Recorded data START
//! Per-node variable scopes
//!
//! Every node owns a [`Scope`] chained to the scopes of its ancestors. A name
//! resolves to its nearest declaration; a declaration in a descendant hides,
//! but never touches, a declaration of the same name further up.
//!
//! A binding separates the declared type from the current value. Changing
//! the set of declarations or a declared type notifies the owning node, which
//! re-types its whole subtree and propagates any resulting type change back
//! up. Assigning a value of the already declared type is silent, so loops
//! can rebind a variable without re-typing anything.
use std::collections::BTreeMap;

use log::trace;

use crate::{
    tree::{NodeId, Tree},
    types::{Type, Value},
};

/// Declared type and current value of one variable.
#[derive(Debug, Clone, PartialEq, Default)]
pub struct Binding {
    pub ty: Option<Type>,
    pub value: Option<Value>,
}

impl Binding {
    fn declared(ty: Option<Type>) -> Self {
        Self { ty, value: None }
    }

    fn assigned(value: Value) -> Self {
        Self {
            ty: Some(value.ty()),
            value: Some(value),
        }
    }
}

/// The variables declared directly on one node.
#[derive(Debug, Clone, Default)]
pub struct Scope {
    bindings: BTreeMap<String, Binding>,
}

impl Scope {
    pub fn get(&self, name: &str) -> Option<&Binding> {
        self.bindings.get(name)
    }

    pub fn contains(&self, name: &str) -> bool {
        self.bindings.contains_key(name)
    }

    pub fn is_empty(&self) -> bool {
        self.bindings.is_empty()
    }

    pub fn iter(&self) -> impl Iterator<Item = (&str, &Binding)> {
        self.bindings.iter().map(|(name, binding)| (name.as_str(), binding))
    }
}

/// Mutable view on the scope of one node.
///
/// Obtained through [`Tree::variables`]. Reads walk outward through the
/// scopes of the ancestors, writes only ever touch the owner's scope.
pub struct VariableContainer<'t> {
    tree: &'t mut Tree,
    owner: NodeId,
}

impl<'t> VariableContainer<'t> {
    pub(crate) fn new(tree: &'t mut Tree, owner: NodeId) -> Self {
        Self { tree, owner }
    }

    pub fn owner(&self) -> NodeId {
        self.owner
    }

    fn scope_mut(&mut self) -> Option<&mut Scope> {
        self.tree.nodes.get_mut(self.owner).map(|node| &mut node.scope)
    }

    fn store(&mut self, name: &str, binding: Binding) {
        let owner = self.owner;
        let Some(node) = self.tree.nodes.get_mut(owner) else {
            return;
        };
        match node.scope.bindings.get_mut(name) {
            Some(existing) if existing.ty == binding.ty => {
                if binding.value.is_some() {
                    *existing = binding;
                }
            }
            _ => {
                trace!("Declaring `{}` as {:?} on {:?}", name, binding.ty, owner);
                node.scope.bindings.insert(name.to_string(), binding);
                self.tree.context_changed(owner);
            }
        }
    }

    /// Declare `name` with an optional type. A held value survives only if
    /// the declared type is unchanged.
    pub fn declare(&mut self, name: &str, ty: Option<Type>) {
        self.store(name, Binding::declared(ty));
    }

    /// Assign `value`, declaring `name` with the value's type first.
    pub fn set(&mut self, name: &str, value: Value) {
        self.store(name, Binding::assigned(value));
    }

    /// Value of the nearest declaration of `name`.
    pub fn get(&self, name: &str) -> Option<Value> {
        self.tree.get_variable(self.owner, name)
    }

    /// Declared type of the nearest declaration of `name`.
    pub fn get_type(&self, name: &str) -> Option<Type> {
        self.tree.variable_type(self.owner, name)
    }

    /// Whether `name` is declared in this very scope.
    pub fn is_declared(&self, name: &str) -> bool {
        self.tree
            .scope(self.owner)
            .is_some_and(|scope| scope.contains(name))
    }

    /// Remove the declaration of `name` from this scope.
    pub fn delete(&mut self, name: &str) {
        let removed = self
            .scope_mut()
            .and_then(|scope| scope.bindings.remove(name))
            .is_some();
        if removed {
            self.tree.context_changed(self.owner);
        }
    }

    /// Drop the value of `name` but keep its declaration.
    pub fn delete_value(&mut self, name: &str) {
        if let Some(binding) = self
            .scope_mut()
            .and_then(|scope| scope.bindings.get_mut(name))
        {
            binding.value = None;
        }
    }

    /// Remove every declaration of this scope.
    pub fn clear(&mut self) {
        if let Some(scope) = self.scope_mut() {
            scope.bindings.clear();
            self.tree.context_changed(self.owner);
        }
    }

    /// Drop every value of this scope, keeping the declarations.
    pub fn clear_values(&mut self) {
        if let Some(scope) = self.scope_mut() {
            for binding in scope.bindings.values_mut() {
                binding.value = None;
            }
        }
    }

    /// Names visible from this scope, nearest scope first. Shadowed names
    /// appear once.
    pub fn list_declared(&self) -> Vec<String> {
        let mut names: Vec<String> = Vec::new();
        let mut current = Some(self.owner);
        while let Some(id) = current {
            let Some(node) = self.tree.nodes.get(id) else {
                break;
            };
            for name in node.scope.bindings.keys() {
                if !names.contains(name) {
                    names.push(name.clone());
                }
            }
            current = node.parent;
        }
        names
    }

    /// Values assigned in this very scope.
    pub fn export(&self) -> BTreeMap<String, Value> {
        self.tree
            .scope(self.owner)
            .map(|scope| {
                scope
                    .bindings
                    .iter()
                    .filter_map(|(name, binding)| Some((name.clone(), binding.value.clone()?)))
                    .collect()
            })
            .unwrap_or_default()
    }

    /// Assign every value of `values` in this scope.
    pub fn import(&mut self, values: BTreeMap<String, Value>) {
        for (name, value) in values {
            self.set(&name, value);
        }
    }
}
Recorded data END
Problem to work on =
Restate word for word the entries above, starting at the line with "type change back" and ending at the line with "outward through the", inclusive, and no others.

Answer to the problem =
//! re-types its whole subtree and propagates any resulting type change back
//! up. Assigning a value of the already declared type is silent, so loops
//! can rebind a variable without re-typing anything.
use std::collections::BTreeMap;

use log::trace;

use crate::{
    tree::{NodeId, Tree},
    types::{Type, Value},
};

/// Declared type and current value of one variable.
#[derive(Debug, Clone, PartialEq, Default)]
pub struct Binding {
    pub ty: Option<Type>,
    pub value: Option<Value>,
}

impl Binding {
    fn declared(ty: Option<Type>) -> Self {
        Self { ty, value: None }
    }

    fn assigned(value: Value) -> Self {
        Self {
            ty: Some(value.ty()),
            value: Some(value),
        }
    }
}

/// The variables declared directly on one node.
#[derive(Debug, Clone, Default)]
pub struct Scope {
    bindings: BTreeMap<String, Binding>,
}

impl Scope {
    pub fn get(&self, name: &str) -> Option<&Binding> {
        self.bindings.get(name)
    }

    pub fn contains(&self, name: &str) -> bool {
        self.bindings.contains_key(name)
    }

    pub fn is_empty(&self) -> bool {
        self.bindings.is_empty()
    }

    pub fn iter(&self) -> impl Iterator<Item = (&str, &Binding)> {
        self.bindings.iter().map(|(name, binding)| (name.as_str(), binding))
    }
}

/// Mutable view on the scope of one node.
///
/// Obtained through [`Tree::variables`]. Reads walk outward through the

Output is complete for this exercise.